I am currently processing a soil metagenome (n = 18) using HUMAnN2. I was wondering how the translated search coverage is calculated?

Previously, I had done a standalone comprehensive search against NCBI-nr using DIAMOND. Using HUMAnN2, I end up with a similar number of alignments. However, the proteins that pass the default coverage threshold (50.0) is only 49507 (Total proteins 393295) i.e. only 12.58% pass the filter

I am concerned by the drastic drop in the number of proteins post this filter. I could lower the threshold value. However, I am not sure about the cons of doing that.
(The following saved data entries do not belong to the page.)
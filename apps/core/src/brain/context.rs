//! Conversation context supplied by the caller.
//!
//! Read-only for the pipeline. Every field has a neutral default so a partial
//! JSON payload deserializes instead of failing: numbers default to 0 and
//! enums to their `Unknown` variant.

use serde::{Deserialize, Serialize};

/// Time-of-day bucket of the user's local clock
#[derive(Debug, Clone, Copy, Default, PartialEq, Eq, Serialize, Deserialize)]
#[serde(rename_all = "lowercase")]
pub enum TimeOfDay {
    Morning,
    Afternoon,
    Evening,
    Night,
    #[default]
    #[serde(other)]
    Unknown,
}

impl TimeOfDay {
    /// Buckets a local hour (0-23).
    pub fn from_hour(hour: u32) -> Self {
        match hour {
            5..=11 => TimeOfDay::Morning,
            12..=17 => TimeOfDay::Afternoon,
            18..=21 => TimeOfDay::Evening,
            22..=23 | 0..=4 => TimeOfDay::Night,
            _ => TimeOfDay::Unknown,
        }
    }
}

#[derive(Debug, Clone, Copy, Default, PartialEq, Eq, Serialize, Deserialize)]
#[serde(rename_all = "lowercase")]
pub enum WeightTrend {
    Losing,
    Stable,
    Gaining,
    #[default]
    #[serde(other)]
    Unknown,
}

#[derive(Debug, Clone, Default, PartialEq, Serialize, Deserialize)]
#[serde(default, rename_all = "camelCase")]
pub struct TemporalContext {
    pub hours_since_last_meal: f32,
    pub time_of_day: TimeOfDay,
    pub is_weekend: bool,
}

#[derive(Debug, Clone, Default, PartialEq, Serialize, Deserialize)]
#[serde(default, rename_all = "camelCase")]
pub struct WellnessContext {
    pub weight_trend: WeightTrend,
    /// Self-reported mood, 0-10
    pub mood_score: f32,
    pub sleep_hours: f32,
}

/// A recorded link between a stress trigger and eating behavior.
#[derive(Debug, Clone, Default, PartialEq, Serialize, Deserialize)]
#[serde(default, rename_all = "camelCase")]
pub struct StressEatingCorrelation {
    pub trigger: String,
    /// Correlation strength (0.0 - 1.0)
    pub strength: f32,
}

#[derive(Debug, Clone, Default, PartialEq, Serialize, Deserialize)]
#[serde(default, rename_all = "camelCase")]
pub struct BehavioralContext {
    pub stress_eating_correlations: Vec<StressEatingCorrelation>,
}

#[derive(Debug, Clone, Default, PartialEq, Serialize, Deserialize)]
#[serde(default, rename_all = "camelCase")]
pub struct ProgramContext {
    pub current_phase: Option<String>,
    pub day_in_phase: u32,
    pub total_days_in_program: u32,
}

/// Everything the pipeline may read about the conversation.
#[derive(Debug, Clone, Default, PartialEq, Serialize, Deserialize)]
#[serde(default, rename_all = "camelCase")]
pub struct ConversationContextFull {
    pub temporal: TemporalContext,
    pub wellness: WellnessContext,
    pub behavioral: BehavioralContext,
    pub program: ProgramContext,
}

impl ConversationContextFull {
    /// Hours since the last logged meal; negative or NaN input reads as 0.
    pub fn hours_since_last_meal(&self) -> f32 {
        let hours = self.temporal.hours_since_last_meal;
        if hours.is_finite() && hours > 0.0 {
            hours
        } else {
            0.0
        }
    }

    pub fn time_of_day(&self) -> TimeOfDay {
        self.temporal.time_of_day
    }

    pub fn weight_trend(&self) -> WeightTrend {
        self.wellness.weight_trend
    }

    pub fn has_stress_eating_pattern(&self) -> bool {
        !self.behavioral.stress_eating_correlations.is_empty()
    }

    pub fn day_in_phase(&self) -> u32 {
        self.program.day_in_phase
    }

    pub fn total_days_in_program(&self) -> u32 {
        self.program.total_days_in_program
    }

    pub fn with_hours_since_last_meal(mut self, hours: f32) -> Self {
        self.temporal.hours_since_last_meal = hours;
        self
    }

    pub fn with_time_of_day(mut self, time_of_day: TimeOfDay) -> Self {
        self.temporal.time_of_day = time_of_day;
        self
    }

    pub fn with_weight_trend(mut self, trend: WeightTrend) -> Self {
        self.wellness.weight_trend = trend;
        self
    }

    pub fn with_stress_eating(mut self, trigger: &str, strength: f32) -> Self {
        self.behavioral
            .stress_eating_correlations
            .push(StressEatingCorrelation {
                trigger: trigger.to_string(),
                strength,
            });
        self
    }

    pub fn with_program_days(mut self, day_in_phase: u32, total_days: u32) -> Self {
        self.program.day_in_phase = day_in_phase;
        self.program.total_days_in_program = total_days;
        self
    }
}

#[cfg(test)]
mod tests {
    use super::*;

    #[test]
    fn test_partial_json_uses_neutral_defaults() {
        let ctx: ConversationContextFull =
            serde_json::from_str(r#"{"temporal": {"timeOfDay": "morning"}}"#).unwrap();

        assert_eq!(ctx.time_of_day(), TimeOfDay::Morning);
        assert_eq!(ctx.hours_since_last_meal(), 0.0);
        assert_eq!(ctx.weight_trend(), WeightTrend::Unknown);
        assert_eq!(ctx.total_days_in_program(), 0);
        assert!(!ctx.has_stress_eating_pattern());
    }

    #[test]
    fn test_unrecognized_enum_value_is_unknown() {
        let ctx: ConversationContextFull = serde_json::from_str(
            r#"{"temporal": {"timeOfDay": "dawn"}, "wellness": {"weightTrend": "wobbly"}}"#,
        )
        .unwrap();

        assert_eq!(ctx.time_of_day(), TimeOfDay::Unknown);
        assert_eq!(ctx.weight_trend(), WeightTrend::Unknown);
    }

    #[test]
    fn test_empty_object() {
        let ctx: ConversationContextFull = serde_json::from_str("{}").unwrap();
        assert_eq!(ctx, ConversationContextFull::default());
    }

    #[test]
    fn test_invalid_hours_read_as_zero() {
        let ctx = ConversationContextFull::default().with_hours_since_last_meal(f32::NAN);
        assert_eq!(ctx.hours_since_last_meal(), 0.0);

        let ctx = ConversationContextFull::default().with_hours_since_last_meal(-3.0);
        assert_eq!(ctx.hours_since_last_meal(), 0.0);
    }

    #[test]
    fn test_time_of_day_buckets() {
        assert_eq!(TimeOfDay::from_hour(7), TimeOfDay::Morning);
        assert_eq!(TimeOfDay::from_hour(13), TimeOfDay::Afternoon);
        assert_eq!(TimeOfDay::from_hour(20), TimeOfDay::Evening);
        assert_eq!(TimeOfDay::from_hour(2), TimeOfDay::Night);
        assert_eq!(TimeOfDay::from_hour(30), TimeOfDay::Unknown);
    }
}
In our comprehensive search pipeline using DIAMOND, we usually limit our filters to the e-value (<0.001) and bit score (>50) and use the parse the resulting tables directly for downstream stats

Advise on modifying this filter (translated coverage threshold) would be much appreciated

Best,
Aditya

[Aditya Bandla]

Hi,

Update: I just consulted the developer of DIAMOND. The default behaviour is to filter alignments based only on the e-value (e<0.001) and to avoid filtering based on identity threshold, query coverage and subject coverage (all of which are set in the HUMAnN2 workflow)

a) Based on the DIAMOND workflow, I want to first filter my alignments using the e-value (which can be modified in HUMAnN2), followed by the bit-score (>50). In DIAMOND, its not possible to simultaneously supply both these thresholds. Thus, the bit score filtering is usually done post the alignment step. Can this be done in HUMAnN2?

b) Are the uniref90 annotated fasta files available for download instead of the .dmnd files? The .dmnd files available for download aren't optimal given the hardware available on my side (based on benchmarking done)

c) I have access to the KEGG repository, thus are there any scripts available to make it compatible to use with the HUMAnN2 pipeline?

Best,

Aditya

[Eric Franzosa]

Hi Aditya,

In reply to your first email, the coverage threshold is the fraction of sites in a protein that must be hit by a read to consider that protein "detected." Without such a filter, it is very easy for proteins with local homology to a protein from your sample to recruit reads spuriously, resulting in false positives. The coverage filter sacrifices a bit of sensitivity for very low-abundance proteins (present but not passing the coverage threshold) in exchange for a dramatic increase in specificity.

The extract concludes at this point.